> **TASK REQUIREMENTS**:
Each line in the records below that has the word "floats" should be copied.

> **INPUT MATERIAL**:
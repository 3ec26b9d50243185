//! Neural predictor weights and their safetensors artifact.

use crate::predictor::PredictorShape;
use anyhow::{Context, Result};
use ndarray::Array2;
use safetensors::tensor::{Dtype, TensorView};
use safetensors::SafeTensors;
use std::fs;
use std::path::Path;

const EMBEDDING: &str = "embedding";
const HEAD_WEIGHT: &str = "head.weight";
const HEAD_BIAS: &str = "head.bias";

#[derive(Debug, Clone)]
pub struct NeuralWeights {
    pub embedding: Array2<f32>,   // (vocab_capacity, embedding_dim)
    pub head_weight: Array2<f32>, // (embedding_dim, vocab_capacity)
    pub head_bias: Array2<f32>,   // (1, vocab_capacity)
}

impl NeuralWeights {
    /// Small uniform initialisation drawn from `rng`.
    pub fn random(shape: &PredictorShape, rng: &mut fastrand::Rng) -> Self {
        let (vocab, dim) = (shape.vocab_capacity, shape.embedding_dim);
        let scale = (1.0 / dim.max(1) as f32).sqrt();
        let mut random_array = |rows: usize, cols: usize| {
            Array2::from_shape_fn((rows, cols), |_| (rng.f32() * 2.0 - 1.0) * scale)
        };

        Self {
            embedding: random_array(vocab, dim),
            head_weight: random_array(dim, vocab),
            head_bias: Array2::zeros((1, vocab)),
        }
    }

    pub fn load_safetensors(path: &Path, shape: &PredictorShape) -> Result<Self> {
        let data = fs::read(path)
            .with_context(|| format!("failed to read predictor artifact {}", path.display()))?;
        let tensors = SafeTensors::deserialize(&data).context("failed to parse safetensors")?;

        let (vocab, dim) = (shape.vocab_capacity, shape.embedding_dim);
        Ok(Self {
            embedding: load_tensor_2d(&tensors, EMBEDDING, (vocab, dim))?,
            head_weight: load_tensor_2d(&tensors, HEAD_WEIGHT, (dim, vocab))?,
            head_bias: load_tensor_2d(&tensors, HEAD_BIAS, (1, vocab))?,
        })
    }

    pub fn save_safetensors(&self, path: &Path) -> Result<()> {
        let named = [
            (EMBEDDING, &self.embedding),
            (HEAD_WEIGHT, &self.head_weight),
            (HEAD_BIAS, &self.head_bias),
        ];

        let mut views = Vec::with_capacity(named.len());
        for (name, array) in named {
            let floats = array
                .as_slice()
                .with_context(|| format!("tensor '{}' is not contiguous", name))?;
            let view = TensorView::new(
                Dtype::F32,
                array.shape().to_vec(),
                bytemuck::cast_slice(floats),
            )
            .with_context(|| format!("failed to describe tensor '{}'", name))?;
            views.push((name, view));
        }

        let blob = safetensors::serialize(views, &None).context("failed to encode safetensors")?;
        if let Some(parent) = path.parent() {
            fs::create_dir_all(parent)?;
        }
        fs::write(path, blob)
            .with_context(|| format!("failed to write predictor artifact {}", path.display()))?;
        Ok(())
    }
}

fn load_tensor_2d(
    tensors: &SafeTensors,
    name: &str,
    expected: (usize, usize),
) -> Result<Array2<f32>> {
    let view = tensors
        .tensor(name)
        .with_context(|| format!("tensor '{}' not found", name))?;

    anyhow::ensure!(view.dtype() == Dtype::F32, "expected f32 tensor for {}", name);
    let shape = view.shape();
    anyhow::ensure!(
        shape == [expected.0, expected.1].as_slice(),
        "tensor {} has shape {:?}, expected {:?}",
        name,
        shape,
        expected
    );

    let floats: Vec<f32> = view
        .data()
        .chunks_exact(4)
        .map(|chunk| f32::from_le_bytes([chunk[0], chunk[1], chunk[2], chunk[3]]))
        .collect();

    Array2::from_shape_vec(expected, floats).context("failed to reshape tensor")
}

> **ANSWER FOR THIS EXERCISE**:
            let floats = array
                bytemuck::cast_slice(floats),
    let floats: Vec<f32> = view
    Array2::from_shape_vec(expected, floats).context("failed to reshape tensor")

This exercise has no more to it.